Download the July crop forecast. The next Australian Pulse Crop Forecast will be distributed to Pulse Australia members in mid-September 2016.
Crop forecast summary – July 2016
Seasonal conditions across Australia are almost perfect for pulses. Combined with a very large planted area across all pulses, but a record area for Chickpea, the forecast production tonnage is very high. To achieve this, growers need to manage the high risk of disease, and spring weather has to provide timely rain and mild temperatures.
The seasonal conditions continue to set Western Australia up for record breaking production in all but a few districts in the WA grainbelt. The general consensus is that with the current soil moisture levels across the grainbelt, and average rainfall for the rest of the season, a record crop can be expected for Western Australia.
Soils moisture levels across all port zones are high. In the Lakes region, soils are close to being waterlogged, while in the lower Albany zone and along the south coast to Esperance waterlogging is causing delays to weed and disease management along with reduced crop growth. To balance this, crops on well-drained soil types have very high yield potential.
Fortunately the below average rainfall received in the Kwinana and Albany zones in June was beneficial to prospects for crops in these zones. The northern districts in the Geraldton Zone, started dry to mid-May but have received significant rainfall events in late May and June.
South Australia & Victoria
Lentil production dominates the southern region in the same fashion as chickpea dominates the northern region. And the 2016 season is shaping up very favourably for pulse crops as they are looking excellent and thriving across Victoria and South Australia. The ‘weather gods’ continue to align for the southern region grain growers following a near perfect start to the planting season for May and June after the very dry summer period up to April.
Ninety-nine percent of the southern pulse crops were sown by the third week of June and the majority of bean crops had been planted by the second week of May.
Growing conditions are pretty much ideal for both states; crops are advanced, vigorously growing, healthy and clean.

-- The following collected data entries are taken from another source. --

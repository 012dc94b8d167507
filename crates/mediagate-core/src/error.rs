//! Error types module
//!
//! `MediaError` covers the failures that are surfaced to callers as errors: bad
//! configuration, invalid caller input, transport failures and stream I/O. Provider-side
//! rejections are not errors; they are reported as `None` / `false` outcomes by the
//! uploader.

use std::io;

/// Log level for error reporting
#[derive(Debug, Clone, Copy, PartialEq, Eq)]
pub enum LogLevel {
    /// Debug level - for expected errors like validation failures
    Debug,
    /// Warning level - for recoverable issues
    Warn,
    /// Error level - for unexpected failures
    Error,
}

/// Metadata describing how an error should be reported
pub trait ErrorMetadata {
    /// Machine-readable error code (e.g., "CONFIGURATION_ERROR")
    fn error_code(&self) -> &'static str;

    /// Whether the operation may succeed if issued again
    fn is_recoverable(&self) -> bool;

    /// Log level for this error
    fn log_level(&self) -> LogLevel;
}

#[derive(Debug, thiserror::Error)]
pub enum MediaError {
    #[error("Configuration error: {0}")]
    Configuration(String),

    #[error("Invalid input: {0}")]
    InvalidInput(String),

    #[error("Transport error: {message}")]
    Transport {
        message: String,
        #[source]
        source: anyhow::Error,
    },

    #[error("IO error: {0}")]
    Io(#[from] io::Error),
}

/// Result type for mediagate operations
pub type MediaResult<T> = Result<T, MediaError>;

impl MediaError {
    /// Wrap a transport-level failure with a short description of the failed step.
    pub fn transport(message: impl Into<String>, source: impl Into<anyhow::Error>) -> Self {
        MediaError::Transport {
            message: message.into(),
            source: source.into(),
        }
    }

    /// Error message followed by its source chain
    pub fn detailed_message(&self) -> String {
        use std::error::Error;

        let mut details = self.to_string();

        let mut source = self.source();
        let mut depth = 0;
        while let Some(err) = source {
            depth += 1;
            if depth > 5 {
                details.push_str("\n  ... (truncated)");
                break;
            }
            details.push_str(&format!("\n  Caused by: {}", err));
            source = err.source();
        }

        details
    }
}

impl From<validator::ValidationErrors> for MediaError {
    fn from(err: validator::ValidationErrors) -> Self {
        MediaError::Configuration(format!("Validation error: {}", err))
    }
}

impl ErrorMetadata for MediaError {
    fn error_code(&self) -> &'static str {
        match self {
            MediaError::Configuration(_) => "CONFIGURATION_ERROR",
            MediaError::InvalidInput(_) => "INVALID_INPUT",
            MediaError::Transport { .. } => "TRANSPORT_ERROR",
            MediaError::Io(_) => "IO_ERROR",
        }
    }

    fn is_recoverable(&self) -> bool {
        matches!(self, MediaError::Transport { .. })
    }

    fn log_level(&self) -> LogLevel {
        match self {
            MediaError::InvalidInput(_) => LogLevel::Debug,
            MediaError::Transport { .. } => LogLevel::Warn,
            MediaError::Configuration(_) | MediaError::Io(_) => LogLevel::Error,
        }
    }
}
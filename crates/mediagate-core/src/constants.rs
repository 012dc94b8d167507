//! Default values used when a caller or the environment leaves a setting unspecified.

pub const DEFAULT_IMAGE_WIDTH: u32 = 320;
pub const DEFAULT_IMAGE_HEIGHT: u32 = 320;

pub const DEFAULT_VIDEO_WIDTH: u32 = 720;
pub const DEFAULT_VIDEO_HEIGHT: u32 = 480;
pub const DEFAULT_VIDEO_START_OFFSET_SECS: u32 = 2;
pub const DEFAULT_VIDEO_DURATION_SECS: u32 = 120;
pub const DEFAULT_VIDEO_FADE_MS: u32 = 1000;
pub const VIDEO_OUTPUT_FORMAT: &str = "mp4";

pub const DEFAULT_OVERLAY_FONT: &str = "Arial";
pub const OVERLAY_OPACITY: u8 = 60;
pub const OVERLAY_OFFSET_X: u32 = 10;
pub const OVERLAY_OFFSET_Y: u32 = 10;

/// Access mode applied to raw documents
pub const RAW_ACCESS_MODE: &str = "public";

pub const DEFAULT_PROVIDER_API_URL: &str = "https://api.cloudinary.com";
//! Transformation builder - derives the provider transformation for an upload
//!
//! Building is a pure mapping from the request and the configured defaults: the same
//! inputs always produce the same `TransformationSpec`, so a repeated upload sends
//! byte-identical parameters.

use mediagate_core::constants::VIDEO_OUTPUT_FORMAT;
use mediagate_core::models::{FadeEffect, TimingWindow, TransformationSpec, UploadRequest};
use mediagate_core::{AssetKind, TransformationDefaults};

use super::overlay::OverlayBuilder;

pub struct TransformationBuilder;

impl TransformationBuilder {
    /// Build the transformation for `request`.
    ///
    /// Returns `None` for raw documents and for requests marked untransformed, which are
    /// stored as received.
    pub fn build(
        request: &UploadRequest,
        defaults: &TransformationDefaults,
    ) -> Option<TransformationSpec> {
        if request.untransformed {
            return None;
        }

        match request.asset_kind {
            AssetKind::Image => Some(Self::image(request, defaults)),
            AssetKind::Video => Some(Self::video(request, defaults)),
            AssetKind::RawDocument => None,
        }
    }

    fn image(request: &UploadRequest, defaults: &TransformationDefaults) -> TransformationSpec {
        let width = positive_or(request.target_width, defaults.image_width);
        let height = positive_or(request.target_height, defaults.image_height);

        tracing::debug!(
            width,
            height,
            crop = defaults.crop_mode.as_str(),
            "Building image transformation"
        );

        TransformationSpec::sized(width, height, defaults.crop_mode).with_overlay(
            OverlayBuilder::build(
                request.effective_overlay(),
                width,
                &defaults.overlay_font_family,
            ),
        )
    }

    fn video(request: &UploadRequest, defaults: &TransformationDefaults) -> TransformationSpec {
        let width = positive_or(request.target_width, defaults.video_width);
        let height = positive_or(request.target_height, defaults.video_height);
        let window = TimingWindow {
            start_offset_seconds: request
                .start_offset_seconds
                .unwrap_or(defaults.video_start_offset_secs),
            duration_seconds: positive_or(request.duration_seconds, defaults.video_duration_secs),
        };

        tracing::debug!(
            width,
            height,
            start_offset = window.start_offset_seconds,
            duration = window.duration_seconds,
            "Building video transformation"
        );

        TransformationSpec::sized(width, height, defaults.crop_mode)
            .with_timing(window, FadeEffect::symmetric(defaults.video_fade_ms))
            .with_overlay(OverlayBuilder::build(
                request.effective_overlay(),
                width,
                &defaults.overlay_font_family,
            ))
            .with_target_format(VIDEO_OUTPUT_FORMAT)
    }
}

/// Use `value` when it is a positive number, otherwise `default`.
fn positive_or(value: Option<u32>, default: u32) -> u32 {
    value.filter(|v| *v > 0).unwrap_or(default)
}
//! Request signing
//!
//! Signature = SHA-256 over the signed parameters sorted by name and joined as
//! `k1=v1&k2=v2`, immediately followed by the API secret. Hex encoded, lower case.

use sha2::{Digest, Sha256};

pub const SIGNATURE_ALGORITHM: &str = "sha256";

/// Parameters that are sent but never signed
const UNSIGNED_PARAMS: [&str; 5] = [
    "file",
    "api_key",
    "cloud_name",
    "resource_type",
    "signature_algorithm",
];

/// String the signature is computed over, without the secret.
pub fn string_to_sign(params: &[(&str, String)]) -> String {
    let mut signed: Vec<&(&str, String)> = params
        .iter()
        .filter(|(key, value)| !UNSIGNED_PARAMS.contains(key) && !value.is_empty())
        .collect();
    signed.sort_by(|a, b| a.0.cmp(b.0));

    signed
        .iter()
        .map(|(key, value)| format!("{}={}", key, value))
        .collect::<Vec<_>>()
        .join("&")
}

pub fn sign(params: &[(&str, String)], api_secret: &str) -> String {
    let mut hasher = Sha256::new();
    hasher.update(string_to_sign(params).as_bytes());
    hasher.update(api_secret.as_bytes());
    hex::encode(hasher.finalize())
}
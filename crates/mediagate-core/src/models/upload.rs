//! Upload request and outcome models

use serde::{Deserialize, Serialize};

use crate::asset_types::AssetKind;

/// Normalized description of one upload, independent of the asset kind
///
/// The byte stream travels separately so the caller keeps ownership of it.
#[derive(Debug, Clone, PartialEq, Eq, Serialize, Deserialize)]
pub struct UploadRequest {
    pub asset_kind: AssetKind,
    /// Desired name; its stem becomes the provider public id
    pub logical_name: String,
    /// Name of the file as it was uploaded by the end user
    pub original_name: String,
    pub target_width: Option<u32>,
    pub target_height: Option<u32>,
    pub overlay_text: Option<String>,
    pub start_offset_seconds: Option<u32>,
    pub duration_seconds: Option<u32>,
    /// Upload the bytes as-is, skipping sizing, timing and format conversion
    #[serde(default)]
    pub untransformed: bool,
}

impl UploadRequest {
    pub fn new(
        asset_kind: AssetKind,
        logical_name: impl Into<String>,
        original_name: impl Into<String>,
    ) -> Self {
        Self {
            asset_kind,
            logical_name: logical_name.into(),
            original_name: original_name.into(),
            target_width: None,
            target_height: None,
            overlay_text: None,
            start_offset_seconds: None,
            duration_seconds: None,
            untransformed: false,
        }
    }

    /// Overlay text, if it contains anything other than whitespace
    pub fn effective_overlay(&self) -> Option<&str> {
        self.overlay_text
            .as_deref()
            .filter(|text| !text.trim().is_empty())
    }
}

/// Successful upload: the provider id and the URL the asset is served from
#[derive(Debug, Clone, PartialEq, Eq, Serialize, Deserialize)]
pub struct UploadOutcome {
    pub public_id: String,
    pub url: String,
}

/// Options for an image upload
#[derive(Debug, Clone, Default, PartialEq, Eq)]
pub struct ImageUpload {
    pub name: String,
    pub original_name: String,
    pub width: Option<u32>,
    pub height: Option<u32>,
    pub overlay_text: Option<String>,
    pub untransformed: bool,
}

impl ImageUpload {
    pub fn new(name: impl Into<String>, original_name: impl Into<String>) -> Self {
        Self {
            name: name.into(),
            original_name: original_name.into(),
            ..Default::default()
        }
    }

    pub fn with_size(mut self, width: u32, height: u32) -> Self {
        self.width = Some(width);
        self.height = Some(height);
        self
    }

    pub fn with_overlay(mut self, text: impl Into<String>) -> Self {
        self.overlay_text = Some(text.into());
        self
    }

    /// Upload the file exactly as received.
    pub fn untransformed(mut self) -> Self {
        self.untransformed = true;
        self
    }
}

impl From<ImageUpload> for UploadRequest {
    fn from(upload: ImageUpload) -> Self {
        UploadRequest {
            target_width: upload.width,
            target_height: upload.height,
            overlay_text: upload.overlay_text,
            untransformed: upload.untransformed,
            ..UploadRequest::new(AssetKind::Image, upload.name, upload.original_name)
        }
    }
}

/// Options for a video upload
///
/// Videos are submitted under their logical name; there is no separate original name.
#[derive(Debug, Clone, Default, PartialEq, Eq)]
pub struct VideoUpload {
    pub name: String,
    pub width: Option<u32>,
    pub height: Option<u32>,
    pub start_offset_seconds: Option<u32>,
    pub duration_seconds: Option<u32>,
    pub overlay_text: Option<String>,
    pub untransformed: bool,
}

impl VideoUpload {
    pub fn new(name: impl Into<String>) -> Self {
        Self {
            name: name.into(),
            ..Default::default()
        }
    }

    pub fn with_size(mut self, width: u32, height: u32) -> Self {
        self.width = Some(width);
        self.height = Some(height);
        self
    }

    pub fn with_window(mut self, start_offset_seconds: u32, duration_seconds: u32) -> Self {
        self.start_offset_seconds = Some(start_offset_seconds);
        self.duration_seconds = Some(duration_seconds);
        self
    }

    pub fn with_overlay(mut self, text: impl Into<String>) -> Self {
        self.overlay_text = Some(text.into());
        self
    }

    /// Upload the video without trimming, fading or conversion.
    pub fn untransformed(mut self) -> Self {
        self.untransformed = true;
        self
    }
}

impl From<VideoUpload> for UploadRequest {
    fn from(upload: VideoUpload) -> Self {
        UploadRequest {
            target_width: upload.width,
            target_height: upload.height,
            overlay_text: upload.overlay_text,
            start_offset_seconds: upload.start_offset_seconds,
            duration_seconds: upload.duration_seconds,
            untransformed: upload.untransformed,
            ..UploadRequest::new(AssetKind::Video, upload.name.clone(), upload.name)
        }
    }
}

/// Options for a raw document upload
#[derive(Debug, Clone, Default, PartialEq, Eq)]
pub struct RawUpload {
    pub name: String,
    pub original_name: String,
}

impl RawUpload {
    pub fn new(name: impl Into<String>, original_name: impl Into<String>) -> Self {
        Self {
            name: name.into(),
            original_name: original_name.into(),
        }
    }
}

impl From<RawUpload> for UploadRequest {
    fn from(upload: RawUpload) -> Self {
        UploadRequest::new(AssetKind::RawDocument, upload.name, upload.original_name)
    }
}
use std::fmt::{Display, Formatter, Result as FmtResult};
use std::str::FromStr;

use crate::error::MediaError;

/// Category of an uploaded asset
///
/// Each kind has its own default transformation, storage folder and collision policy.
#[derive(Debug, Clone, Copy, PartialEq, Eq, Hash, serde::Serialize, serde::Deserialize)]
#[serde(rename_all = "snake_case")]
pub enum AssetKind {
    Image,
    Video,
    RawDocument,
}

impl AssetKind {
    /// Folder the provider stores this kind under
    pub fn folder(&self) -> &'static str {
        match self {
            AssetKind::Image => "images",
            AssetKind::Video => "videos",
            AssetKind::RawDocument => "documents",
        }
    }

    /// Provider resource type this kind is uploaded as
    pub fn resource_kind(&self) -> ResourceKind {
        match self {
            AssetKind::Image => ResourceKind::Image,
            AssetKind::Video => ResourceKind::Video,
            AssetKind::RawDocument => ResourceKind::Raw,
        }
    }
}

impl Display for AssetKind {
    fn fmt(&self, f: &mut Formatter<'_>) -> FmtResult {
        match self {
            AssetKind::Image => write!(f, "image"),
            AssetKind::Video => write!(f, "video"),
            AssetKind::RawDocument => write!(f, "raw_document"),
        }
    }
}

/// Provider resource type, used in upload/destroy endpoints
#[derive(Debug, Clone, Copy, PartialEq, Eq, Hash, serde::Serialize, serde::Deserialize)]
#[serde(rename_all = "lowercase")]
pub enum ResourceKind {
    Image,
    Video,
    Raw,
}

impl ResourceKind {
    pub fn as_str(&self) -> &'static str {
        match self {
            ResourceKind::Image => "image",
            ResourceKind::Video => "video",
            ResourceKind::Raw => "raw",
        }
    }
}

impl FromStr for ResourceKind {
    type Err = MediaError;

    fn from_str(s: &str) -> Result<Self, Self::Err> {
        match s.trim().to_lowercase().as_str() {
            "image" => Ok(ResourceKind::Image),
            "video" => Ok(ResourceKind::Video),
            "raw" => Ok(ResourceKind::Raw),
            _ => Err(MediaError::InvalidInput(format!(
                "Invalid resource kind: {}",
                s
            ))),
        }
    }
}

impl Display for ResourceKind {
    fn fmt(&self, f: &mut Formatter<'_>) -> FmtResult {
        f.write_str(self.as_str())
    }
}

Queensland & northern New South Wales
The 2016 autumn and winter season for the northern New South Wales and Queensland broadacre cropping areas has been like chalk and cheese, until this point of mid- July. In northern NSW, growers recorded good autumn rainfall to build the moisture profile, including those in the very dry western NSW regions. However on the Queensland side of the border, summer and autumn rains were small and sporadic, leaving some large paddocks with variable moisture levels and plenty of run off. With unseasonally warm temperatures continuing into June, winter crop plantings in the northern region have responded well with good plant populations established in most winter crops. The biggest point of note in these northern regions is the spread of planting dates. Starting from early April in Central Queensland with deep sown chickpeas and still continuing with chickpeas in mid-July throughout the region.
Southern New South Wales
Consistent rain events across southern New South Wales have ensured a full soil moisture profile going into spring. Crops were planted on time, with some dry sown, but received good rain whilst soil temperatures were still high, and have established well. Weather conditions in June and July have been wet and cold, but crops are still progressing well.
There will be an increased disease risk for all the pulse crops when temperatures start to increase in August and September.